The government probably won’t do much about education

Such is the position the government finds itself in that education was relegated to little more than a paragraph in today’s Queen’s Speech. As might be expected, the government, through Her Majesty, said;

My Government will continue to work to ensure that every child has the opportunity to attend a good school and that all schools are fairly funded. My Ministers will work to ensure people have the skills they need for the high-skilled, high-wage jobs of the future, including through a major reform of technical education.”

In the briefing there is little more by way of amplification. Does a good school mean a selective school where pupils already attend such schools and pupil numbers are on the increase or does it mean no expansion of selective schools? On funding, does it mean that the manifesto amplification that no school will lose money under the new funding formula holds good or will the formula be implemented as consulted upon?

Just saying, “we will deliver on our manifesto commitment to make funding fairer” isn’t really helpful.

The primary schools that sent letters home to parents today would certainly like to know where they stand.
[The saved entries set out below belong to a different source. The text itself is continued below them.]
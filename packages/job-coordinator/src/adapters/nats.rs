//! NATS-backed queue adapters.
//!
//! Job types map directly onto NATS subjects. Correlation metadata travels as
//! message headers.

use anyhow::{Context, Result};
use async_trait::async_trait;
use bytes::Bytes;
use futures::StreamExt;
use tracing::{debug, info};

use super::{QueuePublisher, QueueSubscriber};
use crate::response::{InboundMessage, Metadata, CORRELATION_KEY};

/// Connect to the broker at `url`.
pub async fn connect(url: &str) -> Result<async_nats::Client> {
    let client = async_nats::connect(url)
        .await
        .with_context(|| format!("failed to connect to NATS at {url}"))?;
    info!(url = %url, "connected to NATS");
    Ok(client)
}

/// Publishes jobs to the subject named by their type.
pub struct NatsQueuePublisher {
    client: async_nats::Client,
}

impl NatsQueuePublisher {
    pub fn new(client: async_nats::Client) -> Self {
        Self { client }
    }
}

#[async_trait]
impl QueuePublisher for NatsQueuePublisher {
    async fn publish(&self, destination: &str, metadata: Metadata, payload: Bytes) -> Result<()> {
        let mut headers = async_nats::HeaderMap::new();
        headers.insert("Content-Type", "application/json");
        for (key, value) in metadata {
            let value = match value {
                serde_json::Value::String(s) => s,
                other => other.to_string(),
            };
            headers.insert(key.as_str(), value.as_str());
        }

        self.client
            .publish_with_headers(destination.to_string(), headers, payload)
            .await?;
        Ok(())
    }

    async fn close(&self) -> Result<()> {
        self.client.flush().await?;
        Ok(())
    }
}

/// Subscription on the response subject.
pub struct NatsQueueSubscriber {
    subscriber: async_nats::Subscriber,
    subject: String,
}

impl NatsQueueSubscriber {
    /// Subscribe to `subject` on `client`.
    pub async fn subscribe(client: &async_nats::Client, subject: &str) -> Result<Self> {
        let subscriber = client
            .subscribe(subject.to_string())
            .await
            .with_context(|| format!("failed to subscribe to {subject}"))?;
        info!(subject = %subject, "subscribed to job responses");

        Ok(Self {
            subscriber,
            subject: subject.to_string(),
        })
    }
}

#[async_trait]
impl QueueSubscriber for NatsQueueSubscriber {
    async fn next(&mut self) -> Option<InboundMessage> {
        let message = self.subscriber.next().await?;

        let mut metadata = Metadata::new();
        if let Some(job_id) = message
            .headers
            .as_ref()
            .and_then(|headers| headers.get(CORRELATION_KEY))
        {
            metadata.insert(
                CORRELATION_KEY.to_string(),
                serde_json::Value::String(job_id.as_str().to_string()),
            );
        }

        Some(InboundMessage::new(metadata, message.payload))
    }

    async fn close(&mut self) -> Result<()> {
        debug!(subject = %self.subject, "draining subscription");
        self.subscriber.drain().await?;
        Ok(())
    }
}
//! Job entity and its lifecycle state machine.
//!
//! ```text
//! Created ──► Queued ──► Complete
//!    │           └─────► Failed
//!    └──────────────────► Complete | Failed   (response raced ahead of dispatch)
//! ```
//!
//! `Complete` and `Failed` are terminal. A terminal job never moves back to
//! `Created` or `Queued`. A second terminal transition overwrites the first
//! and is reported to the caller as anomalous.

use std::fmt;
use std::str::FromStr;

use chrono::{DateTime, Utc};
use serde::{Deserialize, Serialize};
use uuid::Uuid;

/// Unique identifier of a job, assigned at creation.
#[derive(Debug, Clone, Copy, PartialEq, Eq, Hash, PartialOrd, Ord, Serialize, Deserialize)]
#[serde(transparent)]
pub struct JobId(Uuid);

impl JobId {
    /// Creates a new random (v4) identifier.
    #[inline]
    pub fn new() -> Self {
        Self(Uuid::new_v4())
    }

    /// Wraps an existing `Uuid`.
    #[inline]
    pub fn from_uuid(uuid: Uuid) -> Self {
        Self(uuid)
    }

    /// Returns the inner `Uuid`.
    #[inline]
    pub fn as_uuid(&self) -> &Uuid {
        &self.0
    }
}

impl Default for JobId {
    fn default() -> Self {
        Self::new()
    }
}

impl fmt::Display for JobId {
    fn fmt(&self, f: &mut fmt::Formatter<'_>) -> fmt::Result {
        fmt::Display::fmt(&self.0, f)
    }
}

impl FromStr for JobId {
    type Err = uuid::Error;

    fn from_str(s: &str) -> Result<Self, Self::Err> {
        Ok(Self(Uuid::parse_str(s)?))
    }
}

/// Lifecycle state of a job.
#[derive(Debug, Clone, Copy, PartialEq, Eq, Hash, Serialize, Deserialize, Default)]
#[serde(rename_all = "SCREAMING_SNAKE_CASE")]
pub enum JobState {
    #[default]
    Created,
    Queued,
    Complete,
    Failed,
}

impl JobState {
    /// Whether no further transition is valid from this state.
    pub fn is_terminal(&self) -> bool {
        matches!(self, JobState::Complete | JobState::Failed)
    }
}

impl fmt::Display for JobState {
    fn fmt(&self, f: &mut fmt::Formatter<'_>) -> fmt::Result {
        let s = match self {
            JobState::Created => "CREATED",
            JobState::Queued => "QUEUED",
            JobState::Complete => "COMPLETE",
            JobState::Failed => "FAILED",
        };
        f.write_str(s)
    }
}

/// Outcome of applying a transition to a job in memory.
#[derive(Debug, Clone, Copy, PartialEq, Eq)]
pub enum Transition {
    /// The state moved forward.
    Applied,
    /// A terminal state was overwritten by another terminal state.
    Overwrote(JobState),
    /// The job had already moved past the requested state; nothing changed.
    Skipped(JobState),
}

impl Transition {
    /// Whether the in-memory job changed and needs a persisted snapshot.
    pub fn changed(&self) -> bool {
        !matches!(self, Transition::Skipped(_))
    }
}

/// One unit of work tracked through its lifecycle.
///
/// Serialized with the field names `id`, `type`, `state`, `createdAt` and
/// `finishedAt` (unix seconds; absent until the job reaches a terminal state).
#[derive(Debug, Clone, PartialEq, Eq, Serialize, Deserialize)]
#[serde(rename_all = "camelCase")]
pub struct Job {
    id: JobId,
    #[serde(rename = "type")]
    job_type: String,
    state: JobState,
    #[serde(with = "chrono::serde::ts_seconds")]
    created_at: DateTime<Utc>,
    #[serde(
        default,
        skip_serializing_if = "Option::is_none",
        with = "chrono::serde::ts_seconds_option"
    )]
    finished_at: Option<DateTime<Utc>>,
}

impl Job {
    /// Creates a job in the `Created` state with a fresh identifier.
    pub fn new(job_type: impl Into<String>) -> Self {
        Self::with_id(JobId::new(), job_type, Utc::now())
    }

    /// Creates a job with an explicit identifier and creation time.
    pub fn with_id(id: JobId, job_type: impl Into<String>, created_at: DateTime<Utc>) -> Self {
        Self {
            id,
            job_type: job_type.into(),
            state: JobState::Created,
            created_at,
            finished_at: None,
        }
    }

    pub fn id(&self) -> JobId {
        self.id
    }

    /// Category tag; also the queue destination the job is published to.
    pub fn job_type(&self) -> &str {
        &self.job_type
    }

    pub fn state(&self) -> JobState {
        self.state
    }

    pub fn created_at(&self) -> DateTime<Utc> {
        self.created_at
    }

    pub fn finished_at(&self) -> Option<DateTime<Utc>> {
        self.finished_at
    }

    /// `Created` → `Queued`. Any later state is left untouched.
    pub fn mark_queued(&mut self) -> Transition {
        match self.state {
            JobState::Created => {
                self.state = JobState::Queued;
                Transition::Applied
            }
            current => Transition::Skipped(current),
        }
    }

    /// Moves the job into `Complete`.
    pub fn complete(&mut self, at: DateTime<Utc>) -> Transition {
        self.finish(JobState::Complete, at)
    }

    /// Moves the job into `Failed`.
    pub fn fail(&mut self, at: DateTime<Utc>) -> Transition {
        self.finish(JobState::Failed, at)
    }

    fn finish(&mut self, terminal: JobState, at: DateTime<Utc>) -> Transition {
        debug_assert!(terminal.is_terminal());

        let previous = self.state;
        self.state = terminal;
        self.finished_at = Some(at);

        if previous.is_terminal() {
            Transition::Overwrote(previous)
        } else {
            Transition::Applied
        }
    }

    /// Whether the job reached a terminal state at or before `cutoff`.
    pub fn finished_before(&self, cutoff: DateTime<Utc>) -> bool {
        self.state.is_terminal() && self.finished_at.is_some_and(|at| at <= cutoff)
    }

    /// Whether the job is still pending and was created at or before `cutoff`.
    pub fn pending_since(&self, cutoff: DateTime<Utc>) -> bool {
        !self.state.is_terminal() && self.created_at <= cutoff
    }
}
As would employees that can see the need for pay rises above 1% in the very near future.

It was interesting that the average cash balance for maintained schools in Oxfordshire dropped from £77,895 in March 2016 to £75,419 in March 2017. I don’t have data for academies and there are too few secondary schools to make the figures at all meaningful. I suspect that this is the first decline in average balances for quite a long time and even so hides the loss of a number of posts, with more to go this September.

The briefing note also explains that “we will continue to convert failing maintained schools into academies so that they can benefit from the support of a strong sponsor, and we are focused on building capacity across the system to enable this, including through growing new multi academy trusts.” In Oxfordshire, we still have a primary school that has waited for more than a year for a sponsor after having been inadequate, so here is some way to go with this promise.

The longest section is reserved for technical education. This oft overlooked sector does need serious attention and there is an interesting note about the introduction of Institute of Technology. Where will they fit in the landscape of UTCs, studio Schools and FE colleges?

Of course, not all developments in education will need legislation. My aim to ensure all looked after children can receive a school place within two weeks of being taken into care should be possible within existing legislation. I already have interest from Conservative and Lib Dem MPs in Oxfordshire and I hope they will be joined by the county’s Labour MP as this isn’t a party political issue, but rather a case of rectifying an unintended wrong created with the development of academies and free schools.

From TeachVac’s http://www.teachvac.co.uk point of view, the lack of any mention of a vacancy portal was interesting. As a way of saving schools money it might have featured in the paragraph on saving money and government tools.

Of course, if the vote next week were to be lost, who knows what will happen then?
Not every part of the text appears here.